Pursuant to the Heartland Purchase Agreement, the Company, through Vertex Splitter, agreed to acquire 100% of the outstanding securities of Tensile-Heartland, the result of which will be that Vertex Splitter will own 100% of Heartland SPV.
Pursuant to the Heartland Purchase Agreement, the purchase price payable by Vertex Splitter to Vertex-Tensile, for 100% of Tensile-Heartland is $35 million (the “Base Amount”), plus an amount accrued and accruing from and after May 31, 2021, on the Base Amount on a daily basis at the rate of 22.5% per annum compounded on the last day of each calendar quarter plus an amount equal to any and all cash and cash equivalents of Tensile-Heartland, as of the closing date, which we currently anticipate will total an aggregate of approximately $44 million. The purchase contemplated by the Heartland Purchase Agreement is required to take place on June 30, 2022, or earlier as mutually agreed by the parties, subject to customary conditions to closing. The Heartland Purchase Agreement includes customary representations of the parties, requires the parties to bear their own fees and expenses, except that each party is required to pay the fees and expenses of the other party upon termination of the agreement in certain situations; includes customary indemnification obligations; and includes mutual releases of the parties, effective upon closing. The Heartland Purchase Agreement may be terminated prior to closing, by the mutual consent of the parties; by Vertex Splitter if Vertex-Tensile has failed to consummate the agreement, or breached a covenant, representation or warranty set forth in the agreement, that prevents such closing, and such breach is not cured, if capable of being cured, within 30 days after notice thereof; by Vertex-Tensile if Vertex Splitter has failed to consummate the agreement, or breached a covenant, representation or warranty set forth in the agreement, that prevents such closing, and such breach is not cured, if capable of being cured, within 30 days after notice thereof; or by either party if there is a final, non-appealable judgment preventing the closing.
Pursuant to a Side Letter, in the event that (i) the closing of the transactions contemplated by the Myrtle Grove Purchase Agreement did not occur on or prior to March 31, 2022 (which transaction was completed on April 1, 2022, and which failure to close by March 31, 2022, was waived by Vertex-Tensile), and/or (ii) the closing of the transactions contemplated by the Heartland Purchase Agreement does not occur on or prior to June 30, 2022, then, in addition to any of the rights of Tensile-Vertex under the Heartland Purchase Agreement: (a) the Vertex Parties will use their best efforts to cause the closings under the Heartland Purchase Agreement to occur, including without limitation by raising debt financing, selling equity in a private or public transaction, selling assets and/or otherwise doing all things necessary or appropriate to raise the funds necessary to make the payments required to be made by Vertex Splitter Corporation ("Vertex Splitter") under the Heartland Purchase Agreement, in each case on commercially reasonable terms and conditions, subject to certain exceptions; (b) upon the written election of Tensile-Vertex, the Vertex Parties will and will cause their affiliates to consent to the distribution or other payment of any and all cash and cash equivalents of Heartland SPV (including any proceeds from the repayment of that certain $7,000,000 promissory note, issued by Vertex Operating to Heartland SPV on July 1, 2021, as amended to date and any direct and indirect subsidiaries to Tensile-Vertex, with such distribution or other payment to be structured as specified by Tensile-Vertex so as to be tax efficient for Tensile-Vertex; and (c) Tensile-Vertex may, with written notice, cause Heartland SPV to initiate a process intended to result in a sale of Heartland SPV, with Tensile-Vertex being entitled, upon the consummation of such sale, of the greater of (i) 65% of the total net equity proceeds of such sale, and (ii) the amount due to Tensile-Vertex under the Heartland Purchase Agreement as of the date of the consummation of such sale.

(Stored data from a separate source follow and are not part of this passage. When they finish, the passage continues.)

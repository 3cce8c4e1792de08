//! Error taxonomy for the pipeline solver.
//!
//! `PipelineError` covers fatal configuration problems (`ConfigInvalid`
//! and friends), raised at construction time and surfaced directly to
//! the caller. `Warning` covers non-fatal conditions (`ZeroCapacity`,
//! `NonConvergence`) that don't stop resolution — they're collected on
//! the per-cycle report and also pushed through the `log::warn!`
//! channel.

use thiserror::Error;

#[derive(Debug, Error, Clone, PartialEq)]
pub enum PipelineError {
    #[error("schema '{schema}' used by service '{service}' has no capacity entry")]
    MissingCapacity { service: String, schema: String },

    #[error("schema '{schema}' used by service '{service}' has no declared priority")]
    MissingPriority { service: String, schema: String },

    #[error("graph references unknown downstream service '{target}' from '{source}'")]
    UnknownDownstream { source: String, target: String },

    #[error("service '{service}' schema '{schema}': negative rate or capacity ({detail})")]
    NegativeValue {
        service: String,
        schema: String,
        detail: String,
    },

    #[error("service '{service}' schema '{schema}': capacity band min ({min}) > max ({max})")]
    InvalidCapacityBand {
        service: String,
        schema: String,
        min: f64,
        max: f64,
    },

    #[error("cycle input references unknown service '{name}'")]
    UnknownService { name: String },

    #[error("cycle input references schema '{schema}' not supported by service '{service}'")]
    UnknownSchemaForService { service: String, schema: String },
}

/// Non-fatal conditions reported out-of-band alongside a cycle's snapshot.
#[derive(Debug, Clone, PartialEq)]
pub enum Warning {
    /// A schema slot has zero current capacity but nonzero incoming flow;
    /// the resolver pins it to a 100% reduction and leaves it overloaded.
    ZeroCapacity { service: String, schema: String },
    /// The resolver or the flow propagator hit its iteration cap with
    /// work still pending; the last computed state was still emitted.
    NonConvergence { phase: &'static str, iterations: usize },
}

impl std::fmt::Display for Warning {
    fn fmt(&self, f: &mut std::fmt::Formatter<'_>) -> std::fmt::Result {
        match self {
            Warning::ZeroCapacity { service, schema } => write!(
                f,
                "service '{service}' schema '{schema}' has zero capacity with nonzero incoming flow"
            ),
            Warning::NonConvergence { phase, iterations } => write!(
                f,
                "{phase} hit its iteration cap ({iterations}) with work still pending"
            ),
        }
    }
}
//! Overload dependency path reporting.
//!
//! Walks upstream from an overloaded service until it reaches a
//! service flagged `Service::is_admission_point`, ordered by the SCC
//! condensation's topological order so a cyclic upstream neighborhood
//! still produces a well-defined path.

use std::collections::{HashSet, VecDeque};

use crate::pipeline::Pipeline;

/// The chain of services between the nearest admission point and an
/// overloaded schema slot, in downstream order (admission point first).
#[derive(Debug, Clone, PartialEq)]
pub struct OverloadPath {
    pub service: String,
    pub schema: String,
    pub path: Vec<String>,
}

impl Pipeline {
    /// For every currently overloaded schema slot, finds the shortest
    /// upstream path back to an admission point via breadth-first
    /// search. A slot with no admission point anywhere upstream (or
    /// that is itself the admission point) reports a single-element
    /// path containing just itself.
    pub fn overload_dependency_paths(&self) -> Vec<OverloadPath> {
        let mut paths = Vec::new();
        for name in self.graph().condensation_topological_order() {
            let service = match self.service(&name) {
                Some(s) => s,
                None => continue,
            };
            if !service.is_overloaded() {
                continue;
            }
            let upstream_path = self.find_upstream_path(&name);
            for schema in service.supported_schemas() {
                if service.incoming_flow(schema) > service.current_capacity(schema) {
                    paths.push(OverloadPath {
                        service: name.clone(),
                        schema: schema.clone(),
                        path: upstream_path.clone(),
                    });
                }
            }
        }
        paths
    }

    /// BFS from `start` against the edge direction (i.e. through
    /// `upstream`) until an admission point is found. Returns the path
    /// from that admission point down to `start`, or `[start]` if none
    /// is reachable.
    fn find_upstream_path(&self, start: &str) -> Vec<String> {
        let mut visited: HashSet<String> = HashSet::new();
        visited.insert(start.to_string());
        let mut queue: VecDeque<Vec<String>> = VecDeque::new();
        queue.push_back(vec![start.to_string()]);

        while let Some(path) = queue.pop_front() {
            let head = path.first().expect("path is never empty");
            if self.service(head).map(|s| s.is_admission_point).unwrap_or(false) {
                return path;
            }
            for up in self.graph().upstream(head) {
                if visited.insert(up.clone()) {
                    let mut next = path.clone();
                    next.insert(0, up.clone());
                    queue.push_back(next);
                }
            }
        }
        vec![start.to_string()]
    }
}

#[cfg(test)]
mod tests {
    use super::*;
    use crate::config::PipelineConfig;
    use std::collections::BTreeMap;

    fn chain_config() -> PipelineConfig {
        let mut schema_priorities = BTreeMap::new();
        schema_priorities.insert("S1".to_string(), 1u32);

        let mut make_bands = |max: f64| {
            let mut bands = BTreeMap::new();
            bands.insert("S1".to_string(), (0.0, max));
            bands
        };
        let mut schema_capacities = BTreeMap::new();
        schema_capacities.insert("Source".to_string(), make_bands(100.0));
        schema_capacities.insert("Mid".to_string(), make_bands(100.0));
        schema_capacities.insert("Sink".to_string(), make_bands(10.0));

        let mut sink_flows = BTreeMap::new();
        sink_flows.insert("S1".to_string(), (50.0, 0.0));
        let mut service_flows = BTreeMap::new();
        service_flows.insert("Sink".to_string(), sink_flows);

        let mut graph = BTreeMap::new();
        graph.insert("Source".to_string(), vec!["Mid".to_string()]);
        graph.insert("Mid".to_string(), vec!["Sink".to_string()]);
        graph.insert("Sink".to_string(), vec![]);

        PipelineConfig {
            schema_priorities,
            schema_capacities,
            service_flows,
            graph,
            admission_points: vec!["Source".to_string()],
        }
    }

    #[test]
    fn overload_path_reaches_back_to_admission_point() {
        let pipeline = Pipeline::new(&chain_config()).unwrap();
        let paths = pipeline.overload_dependency_paths();
        assert_eq!(paths.len(), 1);
        assert_eq!(paths[0].service, "Sink");
        assert_eq!(paths[0].path, vec!["Source".to_string(), "Mid".to_string(), "Sink".to_string()]);
    }
}
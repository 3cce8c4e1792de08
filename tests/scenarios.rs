//! End-to-end coverage of the six named scenarios against the public
//! `Pipeline` API.

use backflow::error::Warning;
use backflow::pipeline::Pipeline;
use backflow::scenarios::*;
use backflow::service::{ServiceAction, ServiceStatus};

#[test]
fn scenario_a_linear_overload_reduces_source_and_clears_destination() {
    let config = scenario_a_linear_overload();
    let mut pipeline = Pipeline::new(&config).unwrap();
    let warnings = pipeline.resolve_overloads();
    assert!(!warnings.iter().any(|w| matches!(w, Warning::NonConvergence { .. })));

    let source = pipeline.service("Source").unwrap();
    assert!(source.incoming_flow("S1") <= 80.0 + 1e-6);

    let destination = pipeline.service("Destination").unwrap();
    assert_eq!(destination.status, ServiceStatus::Normal);
    assert_eq!(destination.action, ServiceAction::NoAction);
}

#[test]
fn scenario_b_dual_path_funnel_bounds_destination_total() {
    let config = scenario_b_dual_path_funnel();
    let mut pipeline = Pipeline::new(&config).unwrap();
    pipeline.resolve_overloads();

    let dest = pipeline.service("Dest").unwrap();
    assert!(dest.incoming_flow("S1") <= 100.0 + 1e-6);

    assert!(pipeline.service("Source1").unwrap().incoming_flow("S1") < 60.0);
    assert!(pipeline.service("Source2").unwrap().incoming_flow("S1") < 70.0);
}

#[test]
fn scenario_c_priority_coexistence_protects_high_priority_schema() {
    let config = scenario_c_priority_coexistence();
    let mut pipeline = Pipeline::new(&config).unwrap();
    pipeline.resolve_overloads();

    let source = pipeline.service("Source").unwrap();
    assert_eq!(source.incoming_flow("S1"), 70.0);
    assert!(source.incoming_flow("S2") < 50.0);
}

#[test]
fn scenario_d_diamond_merge_propagates_through_both_branches() {
    let config = scenario_d_diamond_merge();
    let mut pipeline = Pipeline::new(&config).unwrap();
    pipeline.resolve_overloads();

    let merger = pipeline.service("Merger").unwrap();
    assert!(merger.incoming_flow("S1") <= 70.0 + 1e-6);

    // 12.5% cut reaches both branches and the shared upstream Split/Source,
    // and the max-seen-wins rule keeps Split/Source from being cut twice.
    assert!((pipeline.service("ProcA").unwrap().incoming_flow("S1") - 35.0).abs() < 1e-6);
    assert!((pipeline.service("ProcB").unwrap().incoming_flow("S1") - 35.0).abs() < 1e-6);
    assert!((pipeline.service("Split").unwrap().incoming_flow("S1") - 70.0).abs() < 1e-6);
    assert!((pipeline.service("Source").unwrap().incoming_flow("S1") - 70.0).abs() < 1e-6);
}

#[test]
fn scenario_e_cycle_tolerance_terminates() {
    let config = scenario_e_cycle_tolerance();
    let mut pipeline = Pipeline::new(&config).unwrap();

    let sccs = pipeline.graph().tarjan_scc();
    assert!(sccs.iter().any(|scc| scc.len() > 1));

    let warnings = pipeline.resolve_overloads();
    assert!(!warnings.iter().any(|w| matches!(w, Warning::NonConvergence { .. })));
}

#[test]
fn scenario_f_zero_capacity_pin_stays_overloaded() {
    let config = scenario_f_zero_capacity_pin();
    let mut pipeline = Pipeline::new(&config).unwrap();
    let warnings = pipeline.resolve_overloads();

    assert!(warnings.iter().any(|w| matches!(w, Warning::ZeroCapacity { .. })));
    let processor = pipeline.service("Processor").unwrap();
    assert_eq!(processor.status, ServiceStatus::Overloaded);
    assert_eq!(processor.allocated_capacity("S1"), 0.0);
    assert_eq!(pipeline.service("Source").unwrap().incoming_flow("S1"), 0.0);
}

We will need to raise significant additional capital to close the acquisition contemplated by the Heartland Purchase Agreement, which funding may not be available on favorable terms, if at all. If we raise such funding through the sale of debt, we may be required to pay significant interest or other amounts on such debt, and/or be subject to material covenants. If we
38


raise such funding through the sale of equity, it may create significant dilution to existing shareholders. In the event we fail to close the transactions contemplated by the Heartland Purchase Agreement within the required timeline, Heartland SPV or its assets may be liquidated, which would mean we would not have rights or ownership of such assets, and the sales price of Heartland SPV and/or its assets may be depressed at the time of sale, each of which may have a material adverse effect on our assets, operations or prospects.
Legal, Environmental, Governmental and Regulatory Risks
We may incur significant environmental remediation costs and liabilities in the operation of our refineries, facilities, terminals and related facilities.

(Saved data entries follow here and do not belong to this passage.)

//! CLI surface: argument parsing and the config/scenario composition
//! that produces a ready-to-run `Pipeline`. A TOML config is parsed and
//! then CLI overrides are layered on top of it, with CLI always taking
//! precedence.

use std::path::{Path, PathBuf};

use clap::Parser;
use log::warn;

use crate::config::{load_toml, PipelineConfig, RunConfig};
use crate::error::PipelineError;
use crate::pipeline::Pipeline;

#[derive(Parser)]
#[command(version, about = "Resolve a service graph's per-cycle overloads and backpressure")]
pub struct BackflowArgs {
    #[arg(help = "Path to a pipeline config.toml; omit for an interactive prompt")]
    pub config_path: Option<PathBuf>,
    #[arg(long, help = "Override the log level (trace, debug, info, warn, error)")]
    pub log_level: Option<String>,
    #[arg(long, help = "Override the fixpoint iteration cap")]
    pub max_iterations: Option<usize>,
    #[arg(long, help = "Run a named built-in scenario instead of a config file")]
    pub scenario: Option<String>,
    #[arg(long, help = "Emit the final snapshot as JSON instead of tables")]
    pub json: bool,
    #[arg(long, help = "List the named built-in scenarios and exit")]
    pub list_scenarios: bool,
}

/// `(name, aliases, description)` for every built-in scenario, in the
/// order `--list-scenarios` prints them.
pub const SCENARIO_CATALOG: &[(&str, &str, &str)] = &[
    ("a", "linear-overload", "Source -> Processor -> Destination, single-hop overload"),
    ("b", "dual-path-funnel", "two independent chains funnel into an undersized destination"),
    ("c", "priority-coexistence", "one chain, two schemas of differing priority, only the lower one is cut"),
    ("d", "diamond-merge", "Source -> Split -> {ProcA, ProcB} -> Merger, no back edge"),
    ("e", "cycle-tolerance", "diamond-merge plus a Merger -> Split back edge"),
    ("f", "zero-capacity-pin", "a schema slot pinned at zero capacity with nonzero demand"),
    ("m", "multi-source-multi-destination", "two sources and two destinations sharing one processor"),
];

pub fn read_toml(path: &Path) -> String {
    std::fs::read_to_string(path)
        .unwrap_or_else(|err| panic!("cannot read config file {}: {err}", path.display()))
}

/// Resolves a named built-in scenario, for `--scenario`.
pub fn named_scenario(name: &str) -> Option<PipelineConfig> {
    use crate::scenarios::*;
    match name {
        "a" | "linear-overload" => Some(scenario_a_linear_overload()),
        "b" | "dual-path-funnel" => Some(scenario_b_dual_path_funnel()),
        "c" | "priority-coexistence" => Some(scenario_c_priority_coexistence()),
        "d" | "diamond-merge" => Some(scenario_d_diamond_merge()),
        "e" | "cycle-tolerance" => Some(scenario_e_cycle_tolerance()),
        "f" | "zero-capacity-pin" => Some(scenario_f_zero_capacity_pin()),
        "m" | "multi-source-multi-destination" => Some(scenario_multi_source_multi_destination()),
        _ => None,
    }
}

/// Prints every entry in `SCENARIO_CATALOG`, for `--list-scenarios`.
pub fn print_scenario_catalog() {
    println!("Named scenarios (pass either form to --scenario):");
    for (short, long, description) in SCENARIO_CATALOG {
        println!("  {short:<3} {long:<32} {description}");
    }
}

/// Builds a `Pipeline` from parsed CLI args, applying TOML config or a
/// named scenario and then layering CLI overrides on top (CLI always
/// wins).
pub fn make_pipeline(args: &BackflowArgs) -> Result<Pipeline, PipelineError> {
    let (run_config, pipeline_config) = if let Some(name) = &args.scenario {
        let config = named_scenario(name).unwrap_or_else(|| {
            warn!("unknown scenario '{name}', falling back to scenario A");
            crate::scenarios::scenario_a_linear_overload()
        });
        (RunConfig::default(), config)
    } else if let Some(path) = &args.config_path {
        let toml_string = read_toml(path);
        load_toml(&toml_string).expect("invalid pipeline config")
    } else {
        crate::interactive::prompt_for_config()
    };

    let mut pipeline = Pipeline::new(&pipeline_config)?;

    let max_iterations = args
        .max_iterations
        .or(run_config.max_iterations_override)
        .unwrap_or_else(|| pipeline.max_iterations());
    pipeline.set_max_iterations(max_iterations);

    Ok(pipeline)
}
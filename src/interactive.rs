//! Interactive stdin fallback when no config path or scenario is given.
//! Prompts per service and schema for capacity bands and flows, blank
//! input taking a default. Service and schema names themselves are
//! also read from stdin, and no name carries special meaning.

use std::collections::BTreeMap;
use std::io::{self, BufRead, Write};

use crate::config::{PipelineConfig, RunConfig};

const DEFAULT_BAND: (f64, f64) = (10.0, 150.0);
const DEFAULT_FLOW: (f64, f64) = (150.0, 150.0);

fn prompt_line(prompt: &str) -> String {
    print!("{prompt}");
    io::stdout().flush().ok();
    let mut line = String::new();
    io::stdin().lock().read_line(&mut line).unwrap_or(0);
    line.trim().to_string()
}

fn prompt_pair(prompt: &str, default: (f64, f64)) -> (f64, f64) {
    let line = prompt_line(prompt);
    if line.is_empty() {
        return default;
    }
    let mut parts = line.split(',').map(|s| s.trim().parse::<f64>());
    match (parts.next(), parts.next()) {
        (Some(Ok(a)), Some(Ok(b))) => (a, b),
        _ => {
            eprintln!("could not parse '{line}' as 'a,b', using default");
            default
        }
    }
}

fn prompt_names(prompt: &str) -> Vec<String> {
    prompt_line(prompt)
        .split(',')
        .map(|s| s.trim().to_string())
        .filter(|s| !s.is_empty())
        .collect()
}

/// Prompts for schema names/priorities, then service names/admission
/// flags, then per service/schema capacity bands and flows.
pub fn prompt_for_config() -> (RunConfig, PipelineConfig) {
    println!("No config file or scenario given; entering interactive setup.");
    println!("Format for flows and capacities: min,max (blank uses a default).");

    let schema_names = prompt_names("Schema names (comma-separated), e.g. S1,S2: ");
    let mut schema_priorities = BTreeMap::new();
    for schema in &schema_names {
        let line = prompt_line(&format!("  priority for {schema} (blank = 1): "));
        let priority: u32 = line.parse().unwrap_or(1);
        schema_priorities.insert(schema.clone(), priority);
    }

    let service_names = prompt_names("Service names (comma-separated), e.g. Source,Processor: ");
    let admission_points = prompt_names("Admission-point service names (comma-separated, may be empty): ");

    let mut schema_capacities = BTreeMap::new();
    let mut service_flows = BTreeMap::new();
    for service in &service_names {
        println!("\nEnter capacities and flows for {service}:");
        let mut bands = BTreeMap::new();
        let mut flows = BTreeMap::new();
        for schema in &schema_names {
            let band = prompt_pair(&format!("  {schema} capacity (min,max): "), DEFAULT_BAND);
            let flow = prompt_pair(&format!("  {schema} flow (incoming,outgoing): "), DEFAULT_FLOW);
            bands.insert(schema.clone(), band);
            flows.insert(schema.clone(), flow);
        }
        schema_capacities.insert(service.clone(), bands);
        service_flows.insert(service.clone(), flows);
    }

    let mut graph = BTreeMap::new();
    for service in &service_names {
        let downstream = prompt_names(&format!("Downstream services for {service} (comma-separated, may be empty): "));
        graph.insert(service.clone(), downstream);
    }

    (
        RunConfig::default(),
        PipelineConfig {
            schema_priorities,
            schema_capacities,
            service_flows,
            graph,
            admission_points,
        },
    )
}
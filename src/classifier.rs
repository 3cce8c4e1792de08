//! Final per-service status/action classification.
//!
//! `status` and `action` are independently meaningful fields but must
//! always agree (overloaded implies slowdown, underutilized implies
//! speedup). One function sets both together from the same snapshot of
//! overload/underutilization, so they can never disagree.

use crate::pipeline::Pipeline;
use crate::service::{ServiceAction, ServiceStatus};

impl Pipeline {
    /// Sets `status` and `action` for one service from its current
    /// flow/capacity state. Overload takes priority over underutilization
    /// when (due to floating point slack) both could technically hold.
    pub fn assess_service_status(&mut self, name: &str) {
        let service = self.service_mut(name).expect("caller passes a known service name");
        if service.is_overloaded() {
            service.status = ServiceStatus::Overloaded;
            service.action = ServiceAction::Slowdown;
        } else if service.is_underutilized() {
            service.status = ServiceStatus::Underutilized;
            service.action = ServiceAction::Speedup;
        } else {
            service.status = ServiceStatus::Normal;
            service.action = ServiceAction::NoAction;
        }
    }

    /// Runs `assess_service_status` over every service, in the
    /// deterministic service order.
    pub fn assess_all_service_statuses(&mut self) {
        for name in self.service_order().to_vec() {
            self.assess_service_status(&name);
        }
    }
}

The operation of our refineries, facilities, terminals, and related facilities subject us to the risk of incurring significant environmental remediation costs and liabilities due to our handling of petroleum hydrocarbons and other products, because of air emissions and water discharges related to our operations and activities, and as a result of historical operations and waste disposal practices at our facilities or in connection with our activities, some of which may have been conducted by prior owners or operators. We could incur significant remedial costs in the cleanup of any petroleum hydrocarbons or wastes or hazardous substances or wastes that may have been released on, under or from the properties owned or operated by us.

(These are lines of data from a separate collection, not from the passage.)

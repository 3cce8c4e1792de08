//! Downstream flow propagation. Separate from the main backpressure
//! cycle: nothing in `resolve_overloads` calls this, so it's kept here
//! as a standalone diagnostic a caller can run to see how outgoing flow
//! would spread through the graph, without feeding back into
//! backpressure.

use std::collections::HashSet;

use log::debug;

use crate::error::Warning;
use crate::pipeline::Pipeline;
use crate::util::flows_equal;

impl Pipeline {
    /// Recomputes each service's outgoing flow (`Service::process_flow`)
    /// and pushes it downstream, in condensation-topological rounds
    /// bounded by `2 * |services|`. A service is "processed" once its
    /// outgoing flow has been recomputed and pushed without changing;
    /// any time a service's outgoing flow does change, every downstream
    /// neighbor is dropped back out of the processed set so it gets
    /// revisited with the new input. Terminates early once every
    /// service is processed and none has new input still pending
    /// (`incoming[s] > outgoing[s]`); otherwise returns a
    /// `Warning::NonConvergence` once the iteration cap is hit.
    pub fn propagate_flow(&mut self) -> Vec<Warning> {
        let order = self.graph().condensation_topological_order();
        let max_iterations = 2 * order.len().max(1);
        let mut processed: HashSet<String> = HashSet::new();
        let mut converged = false;

        for iteration in 0..max_iterations {
            for name in &order {
                if processed.contains(name) {
                    continue;
                }
                let downstream = self.graph().downstream(name).to_vec();
                let changed_schemas = match self.service_mut(name) {
                    Some(svc) => {
                        let before: Vec<(String, f64)> = svc
                            .supported_schemas()
                            .iter()
                            .map(|s| (s.clone(), svc.outgoing_flow(s)))
                            .collect();
                        svc.process_flow();
                        before
                            .into_iter()
                            .filter(|(s, prev)| !flows_equal(*prev, svc.outgoing_flow(s)))
                            .map(|(s, _)| s)
                            .collect::<Vec<_>>()
                    }
                    None => continue,
                };
                processed.insert(name.clone());

                if !downstream.is_empty() && !changed_schemas.is_empty() {
                    for schema in &changed_schemas {
                        let outgoing = self
                            .service(name)
                            .expect("just looked up above")
                            .outgoing_flow(schema);
                        if outgoing <= 0.0 {
                            continue;
                        }
                        let share = outgoing / downstream.len() as f64;
                        for target in &downstream {
                            if let Some(svc) = self.service_mut(target) {
                                if svc.supports(schema) {
                                    svc.add_incoming(schema, share);
                                }
                            }
                        }
                    }
                    for target in &downstream {
                        processed.remove(target);
                    }
                }
            }

            let all_processed = order.iter().all(|n| processed.contains(n));
            let has_new_input = self.services().any(|svc| {
                svc.supported_schemas()
                    .iter()
                    .any(|s| svc.incoming_flow(s) > svc.outgoing_flow(s) && !flows_equal(svc.incoming_flow(s), svc.outgoing_flow(s)))
            });
            debug!(
                "propagate_flow iteration {iteration}: all_processed={all_processed} has_new_input={has_new_input}"
            );
            if all_processed && !has_new_input {
                converged = true;
                break;
            }
        }

        if converged {
            Vec::new()
        } else {
            vec![Warning::NonConvergence {
                phase: "propagate_flow",
                iterations: max_iterations,
            }]
        }
    }
}

#[cfg(test)]
mod tests {
    use super::*;
    use crate::config::PipelineConfig;
    use std::collections::BTreeMap;

    fn fanout_config() -> PipelineConfig {
        let mut schema_priorities = BTreeMap::new();
        schema_priorities.insert("S1".to_string(), 1u32);

        let mut bands = BTreeMap::new();
        bands.insert("S1".to_string(), (0.0, 100.0));
        let mut schema_capacities = BTreeMap::new();
        schema_capacities.insert("Source".to_string(), bands.clone());
        schema_capacities.insert("A".to_string(), bands.clone());
        schema_capacities.insert("B".to_string(), bands);

        let mut source_flows = BTreeMap::new();
        source_flows.insert("S1".to_string(), (40.0, 0.0));
        let mut service_flows = BTreeMap::new();
        service_flows.insert("Source".to_string(), source_flows);

        let mut graph = BTreeMap::new();
        graph.insert("Source".to_string(), vec!["A".to_string(), "B".to_string()]);
        graph.insert("A".to_string(), vec![]);
        graph.insert("B".to_string(), vec![]);

        PipelineConfig {
            schema_priorities,
            schema_capacities,
            service_flows,
            graph,
            admission_points: vec!["Source".to_string()],
        }
    }

    fn cyclic_config() -> PipelineConfig {
        let mut schema_priorities = BTreeMap::new();
        schema_priorities.insert("S1".to_string(), 1u32);

        let mut bands = BTreeMap::new();
        bands.insert("S1".to_string(), (0.0, 200.0));
        let mut schema_capacities = BTreeMap::new();
        for name in ["Source", "Split", "ProcA", "ProcB", "Merger"] {
            schema_capacities.insert(name.to_string(), bands.clone());
        }

        let mut source_flows = BTreeMap::new();
        source_flows.insert("S1".to_string(), (80.0, 0.0));
        let mut service_flows = BTreeMap::new();
        service_flows.insert("Source".to_string(), source_flows);

        let mut graph = BTreeMap::new();
        graph.insert("Source".to_string(), vec!["Split".to_string()]);
        graph.insert("Split".to_string(), vec!["ProcA".to_string(), "ProcB".to_string()]);
        graph.insert("ProcA".to_string(), vec!["Merger".to_string()]);
        graph.insert("ProcB".to_string(), vec!["Merger".to_string()]);
        graph.insert("Merger".to_string(), vec!["Split".to_string()]);

        PipelineConfig {
            schema_priorities,
            schema_capacities,
            service_flows,
            graph,
            admission_points: vec!["Source".to_string()],
        }
    }

    #[test]
    fn outgoing_flow_splits_evenly_across_downstream() {
        let mut pipeline = Pipeline::new(&fanout_config()).unwrap();
        let warnings = pipeline.propagate_flow();
        assert!(warnings.is_empty());
        assert_eq!(pipeline.service("A").unwrap().incoming_flow("S1"), 20.0);
        assert_eq!(pipeline.service("B").unwrap().incoming_flow("S1"), 20.0);
    }

    #[test]
    fn cyclic_topology_runs_the_bounded_revisit_loop_to_completion() {
        let mut pipeline = Pipeline::new(&cyclic_config()).unwrap();
        let warnings = pipeline.propagate_flow();

        // The Merger -> Split back edge keeps re-feeding the SCC past its
        // capacity every round, so it never reaches a fixpoint within the
        // iteration cap; the resolver must say so rather than silently
        // stopping after a single topological pass.
        assert!(warnings.iter().any(|w| matches!(w, Warning::NonConvergence { .. })));

        // A single topological pass would leave Merger at 80 (40 from each
        // of ProcA/ProcB). Seeing well past that proves the bounded loop
        // actually revisited the SCC multiple times instead of running once.
        let merger = pipeline.service("Merger").unwrap();
        assert!(merger.incoming_flow("S1") > 80.0);
        assert!(merger.outgoing_flow("S1") <= 200.0 + 1e-6);
    }
}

Some environmental laws may impose joint and several, strict liability for releases of petroleum hydrocarbons and wastes or hazardous substances or wastes, which means in some situations, we could be exposed to liability as a result of our conduct that was lawful at the time it occurred or the conduct of, or conditions caused by, prior operators or other third parties. Private parties, including the owners of properties adjacent to our operations and facilities where our petroleum hydrocarbons or wastes or hazardous substances or wastes are taken for reclamation or disposal, may also have the right to pursue legal actions to enforce compliance as well as to seek damages for non-compliance with environmental laws and regulations or for personal injury or property damage. We may not be able to recover some or any of these costs from insurance or other sources of indemnity. To the extent that the costs associated with meeting any or all of these requirements are significant and not adequately secured or indemnified for, there could be a material adverse effect on our business, financial condition and results of operations or cash flows and, as result, our ability to make payments of our debt obligations.
The nature of our operations exposes us, and the communities in which we work, to a wide range of health, safety, security and environment risks.
The health, safety, security and environment (HSSE) risks to which we and the communities in which we work are potentially exposed cover a wide spectrum, given the wide geographical area and diversity of our operations. These risks include the effects of natural disasters (including weather events), earthquakes, social unrest, pandemic diseases, criminal actions by external parties, and safety lapses. If a major risk materializes, such as an explosion or hydrocarbon leak or spill, this could result in injuries, loss of life, environmental harm, disruption of business activities, loss or suspension of permits, loss of our licenses to operate. Accordingly, this could have a material adverse effect on our earnings, cash flows and financial condition. Our operations are subject to extensive HSSE regulatory requirements that often change and are likely to become more stringent over time. We could incur significant extra costs in the future because of the need to comply with such requirements. We could also incur significant extra costs due to violations of or liabilities under laws and regulations that involve elements such as fines, penalties, clean-up costs and third-party claims. If HSSE risks materialize, they could have a material adverse effect on our earnings, cash flows and financial condition.
Risks Related to Our Securities
Our outstanding options and convertible securities may adversely affect the trading price of our common stock.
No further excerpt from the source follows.